Scan the lines below for "NotConnected" and copy the matches.
[SOURCE MATERIAL — start]
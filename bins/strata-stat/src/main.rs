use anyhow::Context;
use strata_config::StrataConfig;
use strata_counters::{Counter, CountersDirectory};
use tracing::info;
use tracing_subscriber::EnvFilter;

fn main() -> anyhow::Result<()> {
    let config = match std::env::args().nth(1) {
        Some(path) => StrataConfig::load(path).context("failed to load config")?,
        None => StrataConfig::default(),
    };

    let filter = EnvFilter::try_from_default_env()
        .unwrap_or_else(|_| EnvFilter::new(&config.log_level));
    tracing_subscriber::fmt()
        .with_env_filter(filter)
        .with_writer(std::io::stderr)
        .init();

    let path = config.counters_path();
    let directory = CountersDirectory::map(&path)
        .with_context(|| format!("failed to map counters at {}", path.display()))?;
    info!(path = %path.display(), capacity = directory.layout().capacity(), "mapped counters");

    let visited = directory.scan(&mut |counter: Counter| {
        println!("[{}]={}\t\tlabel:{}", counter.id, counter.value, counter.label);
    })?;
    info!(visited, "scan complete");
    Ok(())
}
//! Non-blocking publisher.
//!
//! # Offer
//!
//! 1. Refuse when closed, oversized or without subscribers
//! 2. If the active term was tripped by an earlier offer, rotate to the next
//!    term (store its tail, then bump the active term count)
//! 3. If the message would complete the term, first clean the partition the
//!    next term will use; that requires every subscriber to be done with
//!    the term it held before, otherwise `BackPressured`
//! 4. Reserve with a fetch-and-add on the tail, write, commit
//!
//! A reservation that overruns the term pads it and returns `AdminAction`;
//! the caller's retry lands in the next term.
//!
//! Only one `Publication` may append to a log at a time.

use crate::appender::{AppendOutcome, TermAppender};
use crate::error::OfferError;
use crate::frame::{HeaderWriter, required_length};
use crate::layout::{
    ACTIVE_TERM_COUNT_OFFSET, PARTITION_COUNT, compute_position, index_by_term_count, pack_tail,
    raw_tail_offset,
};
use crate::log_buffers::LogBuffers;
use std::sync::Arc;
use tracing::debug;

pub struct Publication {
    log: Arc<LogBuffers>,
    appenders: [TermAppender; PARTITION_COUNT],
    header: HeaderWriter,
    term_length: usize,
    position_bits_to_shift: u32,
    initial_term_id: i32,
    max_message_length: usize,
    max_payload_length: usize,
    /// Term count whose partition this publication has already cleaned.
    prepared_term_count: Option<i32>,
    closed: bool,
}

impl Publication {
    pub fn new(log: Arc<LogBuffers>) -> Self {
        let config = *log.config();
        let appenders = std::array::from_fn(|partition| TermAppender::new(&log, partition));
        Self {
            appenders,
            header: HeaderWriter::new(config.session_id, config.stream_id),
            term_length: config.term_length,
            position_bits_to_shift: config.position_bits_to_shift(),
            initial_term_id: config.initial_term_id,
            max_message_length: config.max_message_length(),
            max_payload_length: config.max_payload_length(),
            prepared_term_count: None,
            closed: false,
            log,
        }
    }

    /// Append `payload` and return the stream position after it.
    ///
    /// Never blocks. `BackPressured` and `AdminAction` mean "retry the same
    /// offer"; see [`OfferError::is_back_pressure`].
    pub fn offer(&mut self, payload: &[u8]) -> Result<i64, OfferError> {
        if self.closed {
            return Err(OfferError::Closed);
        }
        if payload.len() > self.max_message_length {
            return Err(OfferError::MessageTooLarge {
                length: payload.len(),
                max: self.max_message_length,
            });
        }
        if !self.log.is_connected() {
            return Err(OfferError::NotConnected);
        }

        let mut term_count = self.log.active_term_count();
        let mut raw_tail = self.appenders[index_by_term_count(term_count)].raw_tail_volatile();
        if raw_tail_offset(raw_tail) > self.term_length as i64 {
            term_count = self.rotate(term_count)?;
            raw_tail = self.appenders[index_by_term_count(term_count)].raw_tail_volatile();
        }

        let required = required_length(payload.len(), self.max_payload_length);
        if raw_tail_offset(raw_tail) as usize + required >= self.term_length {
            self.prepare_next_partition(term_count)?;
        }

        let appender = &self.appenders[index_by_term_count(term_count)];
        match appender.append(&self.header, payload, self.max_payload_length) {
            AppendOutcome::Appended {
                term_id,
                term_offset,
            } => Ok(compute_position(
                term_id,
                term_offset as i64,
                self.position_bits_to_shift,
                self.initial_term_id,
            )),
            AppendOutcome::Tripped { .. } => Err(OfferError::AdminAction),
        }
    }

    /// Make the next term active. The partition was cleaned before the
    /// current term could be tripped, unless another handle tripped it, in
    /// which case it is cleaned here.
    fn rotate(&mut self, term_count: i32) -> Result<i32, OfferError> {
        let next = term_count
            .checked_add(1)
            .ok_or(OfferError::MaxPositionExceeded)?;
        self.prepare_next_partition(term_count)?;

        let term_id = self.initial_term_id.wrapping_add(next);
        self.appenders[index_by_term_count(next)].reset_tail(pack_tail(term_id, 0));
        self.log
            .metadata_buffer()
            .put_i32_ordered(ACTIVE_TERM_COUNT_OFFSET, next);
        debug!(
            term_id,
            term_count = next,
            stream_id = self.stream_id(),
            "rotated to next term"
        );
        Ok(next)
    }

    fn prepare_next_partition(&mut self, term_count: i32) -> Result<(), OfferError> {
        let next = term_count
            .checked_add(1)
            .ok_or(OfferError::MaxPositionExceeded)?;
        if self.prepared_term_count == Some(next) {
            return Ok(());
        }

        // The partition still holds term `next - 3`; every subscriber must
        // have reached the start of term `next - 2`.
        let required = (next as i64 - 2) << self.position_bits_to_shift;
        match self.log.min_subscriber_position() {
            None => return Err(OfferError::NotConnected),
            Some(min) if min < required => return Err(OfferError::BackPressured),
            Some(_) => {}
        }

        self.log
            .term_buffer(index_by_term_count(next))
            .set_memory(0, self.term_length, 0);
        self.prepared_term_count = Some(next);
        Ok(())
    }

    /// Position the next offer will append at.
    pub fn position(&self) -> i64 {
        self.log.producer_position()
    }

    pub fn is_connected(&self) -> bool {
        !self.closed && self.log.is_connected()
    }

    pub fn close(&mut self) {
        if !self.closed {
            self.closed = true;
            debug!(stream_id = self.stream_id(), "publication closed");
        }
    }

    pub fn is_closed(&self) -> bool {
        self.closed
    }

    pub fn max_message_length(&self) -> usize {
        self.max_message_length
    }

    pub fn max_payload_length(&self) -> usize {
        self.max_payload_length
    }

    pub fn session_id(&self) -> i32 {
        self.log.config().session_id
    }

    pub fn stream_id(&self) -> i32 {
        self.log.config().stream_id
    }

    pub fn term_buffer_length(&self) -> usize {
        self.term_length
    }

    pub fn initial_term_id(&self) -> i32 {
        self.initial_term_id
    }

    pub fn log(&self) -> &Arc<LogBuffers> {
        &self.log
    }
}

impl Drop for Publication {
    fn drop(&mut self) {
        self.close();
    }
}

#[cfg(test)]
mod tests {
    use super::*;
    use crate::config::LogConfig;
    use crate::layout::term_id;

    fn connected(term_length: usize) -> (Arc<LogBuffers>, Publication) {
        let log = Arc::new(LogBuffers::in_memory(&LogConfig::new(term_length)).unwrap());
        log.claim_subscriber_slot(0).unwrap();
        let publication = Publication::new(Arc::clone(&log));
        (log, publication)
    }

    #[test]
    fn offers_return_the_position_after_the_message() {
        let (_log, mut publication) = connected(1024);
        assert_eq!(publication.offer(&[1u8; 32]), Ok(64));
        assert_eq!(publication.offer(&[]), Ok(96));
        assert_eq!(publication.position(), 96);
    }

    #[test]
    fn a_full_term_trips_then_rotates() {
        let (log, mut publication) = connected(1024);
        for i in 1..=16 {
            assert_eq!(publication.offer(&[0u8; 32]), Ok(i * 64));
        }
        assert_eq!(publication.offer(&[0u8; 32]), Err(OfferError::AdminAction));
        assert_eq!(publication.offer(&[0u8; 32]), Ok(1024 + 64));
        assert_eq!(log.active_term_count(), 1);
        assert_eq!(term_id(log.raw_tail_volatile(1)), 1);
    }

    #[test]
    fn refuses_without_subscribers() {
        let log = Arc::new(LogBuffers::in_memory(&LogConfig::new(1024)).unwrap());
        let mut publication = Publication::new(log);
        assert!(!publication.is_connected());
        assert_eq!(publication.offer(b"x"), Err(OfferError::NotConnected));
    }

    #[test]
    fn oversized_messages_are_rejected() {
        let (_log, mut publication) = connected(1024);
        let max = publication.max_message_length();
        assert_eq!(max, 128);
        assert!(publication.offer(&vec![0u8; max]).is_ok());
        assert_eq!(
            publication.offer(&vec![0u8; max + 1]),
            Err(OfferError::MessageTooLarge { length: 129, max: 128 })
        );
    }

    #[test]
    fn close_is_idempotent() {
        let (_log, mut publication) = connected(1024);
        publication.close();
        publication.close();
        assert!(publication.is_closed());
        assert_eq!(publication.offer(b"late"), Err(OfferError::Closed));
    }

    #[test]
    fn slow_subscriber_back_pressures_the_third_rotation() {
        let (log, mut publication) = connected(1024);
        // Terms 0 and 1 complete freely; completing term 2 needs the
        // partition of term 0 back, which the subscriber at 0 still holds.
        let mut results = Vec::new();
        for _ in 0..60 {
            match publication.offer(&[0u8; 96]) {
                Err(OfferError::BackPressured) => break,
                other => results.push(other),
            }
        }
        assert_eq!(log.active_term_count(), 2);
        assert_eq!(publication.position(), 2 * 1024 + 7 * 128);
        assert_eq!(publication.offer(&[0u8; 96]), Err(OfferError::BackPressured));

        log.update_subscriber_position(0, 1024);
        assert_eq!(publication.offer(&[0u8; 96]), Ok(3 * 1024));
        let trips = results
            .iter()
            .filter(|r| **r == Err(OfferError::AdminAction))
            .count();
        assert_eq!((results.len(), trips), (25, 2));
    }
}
[SOURCE MATERIAL — finish]
[SOURCE MATERIAL — start]
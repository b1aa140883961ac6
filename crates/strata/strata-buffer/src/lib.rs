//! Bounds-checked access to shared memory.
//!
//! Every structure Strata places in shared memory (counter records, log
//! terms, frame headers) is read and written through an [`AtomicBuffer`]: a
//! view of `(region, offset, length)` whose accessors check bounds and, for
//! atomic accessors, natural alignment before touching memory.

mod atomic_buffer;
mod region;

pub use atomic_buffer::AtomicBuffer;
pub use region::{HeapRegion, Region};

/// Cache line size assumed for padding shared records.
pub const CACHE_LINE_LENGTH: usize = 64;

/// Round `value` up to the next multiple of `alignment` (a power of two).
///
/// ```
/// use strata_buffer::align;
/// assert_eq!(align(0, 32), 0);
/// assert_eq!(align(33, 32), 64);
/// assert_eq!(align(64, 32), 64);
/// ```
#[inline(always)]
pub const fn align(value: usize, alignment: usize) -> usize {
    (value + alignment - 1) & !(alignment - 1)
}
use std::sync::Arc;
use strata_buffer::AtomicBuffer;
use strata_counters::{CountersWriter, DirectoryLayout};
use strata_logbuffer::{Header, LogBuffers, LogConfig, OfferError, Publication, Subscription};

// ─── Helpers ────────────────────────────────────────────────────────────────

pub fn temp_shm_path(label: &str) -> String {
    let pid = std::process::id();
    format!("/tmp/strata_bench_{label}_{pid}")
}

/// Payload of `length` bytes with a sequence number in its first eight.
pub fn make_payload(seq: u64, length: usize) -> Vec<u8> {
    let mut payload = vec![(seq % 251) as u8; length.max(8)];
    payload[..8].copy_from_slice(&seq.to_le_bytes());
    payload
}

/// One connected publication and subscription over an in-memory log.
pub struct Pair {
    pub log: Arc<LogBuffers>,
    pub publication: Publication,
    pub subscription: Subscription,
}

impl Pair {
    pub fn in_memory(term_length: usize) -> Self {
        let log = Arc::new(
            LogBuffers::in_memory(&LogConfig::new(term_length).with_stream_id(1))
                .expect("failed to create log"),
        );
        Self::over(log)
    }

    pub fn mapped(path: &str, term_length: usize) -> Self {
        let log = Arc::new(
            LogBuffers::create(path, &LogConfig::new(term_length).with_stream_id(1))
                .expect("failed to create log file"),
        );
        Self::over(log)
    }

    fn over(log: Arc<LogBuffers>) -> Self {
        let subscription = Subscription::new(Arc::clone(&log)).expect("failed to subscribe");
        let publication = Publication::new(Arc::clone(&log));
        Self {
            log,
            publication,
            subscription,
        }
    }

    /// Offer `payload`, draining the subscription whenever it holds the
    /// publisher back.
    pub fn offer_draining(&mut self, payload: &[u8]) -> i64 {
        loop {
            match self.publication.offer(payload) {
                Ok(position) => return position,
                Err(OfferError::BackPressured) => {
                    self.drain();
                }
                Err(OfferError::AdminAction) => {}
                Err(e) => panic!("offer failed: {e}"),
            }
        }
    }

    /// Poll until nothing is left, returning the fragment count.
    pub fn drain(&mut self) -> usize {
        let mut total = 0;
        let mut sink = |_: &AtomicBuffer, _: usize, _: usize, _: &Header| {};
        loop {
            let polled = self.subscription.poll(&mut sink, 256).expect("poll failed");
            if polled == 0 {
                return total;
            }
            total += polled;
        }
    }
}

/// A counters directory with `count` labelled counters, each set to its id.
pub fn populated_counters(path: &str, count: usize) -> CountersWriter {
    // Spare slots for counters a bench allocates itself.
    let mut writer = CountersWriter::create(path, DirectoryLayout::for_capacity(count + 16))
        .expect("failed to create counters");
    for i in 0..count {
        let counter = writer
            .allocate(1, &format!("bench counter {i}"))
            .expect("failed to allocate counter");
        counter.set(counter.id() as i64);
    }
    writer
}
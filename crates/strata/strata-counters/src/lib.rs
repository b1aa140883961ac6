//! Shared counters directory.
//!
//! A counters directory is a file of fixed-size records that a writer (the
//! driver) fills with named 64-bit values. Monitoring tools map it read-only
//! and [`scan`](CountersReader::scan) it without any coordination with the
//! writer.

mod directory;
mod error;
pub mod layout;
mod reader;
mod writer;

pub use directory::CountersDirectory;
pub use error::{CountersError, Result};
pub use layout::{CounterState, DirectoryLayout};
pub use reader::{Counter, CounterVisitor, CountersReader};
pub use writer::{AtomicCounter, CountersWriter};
[SOURCE MATERIAL — finish]
[SOURCE MATERIAL — start]
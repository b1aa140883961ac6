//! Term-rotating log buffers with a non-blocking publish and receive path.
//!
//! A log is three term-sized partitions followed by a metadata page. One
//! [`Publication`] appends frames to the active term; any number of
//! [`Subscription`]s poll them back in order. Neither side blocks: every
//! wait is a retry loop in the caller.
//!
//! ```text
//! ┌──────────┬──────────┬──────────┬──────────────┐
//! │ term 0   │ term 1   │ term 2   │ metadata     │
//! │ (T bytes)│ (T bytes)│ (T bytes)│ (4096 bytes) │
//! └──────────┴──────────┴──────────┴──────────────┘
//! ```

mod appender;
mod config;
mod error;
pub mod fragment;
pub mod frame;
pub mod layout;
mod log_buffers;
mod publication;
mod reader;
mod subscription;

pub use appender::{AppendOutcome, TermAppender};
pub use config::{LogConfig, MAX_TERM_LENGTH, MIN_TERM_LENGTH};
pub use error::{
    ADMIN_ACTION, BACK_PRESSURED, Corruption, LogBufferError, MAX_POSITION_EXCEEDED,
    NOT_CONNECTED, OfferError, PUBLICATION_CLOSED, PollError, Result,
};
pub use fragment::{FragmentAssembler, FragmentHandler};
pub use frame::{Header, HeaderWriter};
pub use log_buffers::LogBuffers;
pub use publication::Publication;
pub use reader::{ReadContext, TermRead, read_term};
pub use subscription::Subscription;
[SOURCE MATERIAL — finish]
■ **RESPONSE FOR THIS EXERCISE**:
            return Err(OfferError::NotConnected);
            None => return Err(OfferError::NotConnected),
        assert_eq!(publication.offer(b"x"), Err(OfferError::NotConnected));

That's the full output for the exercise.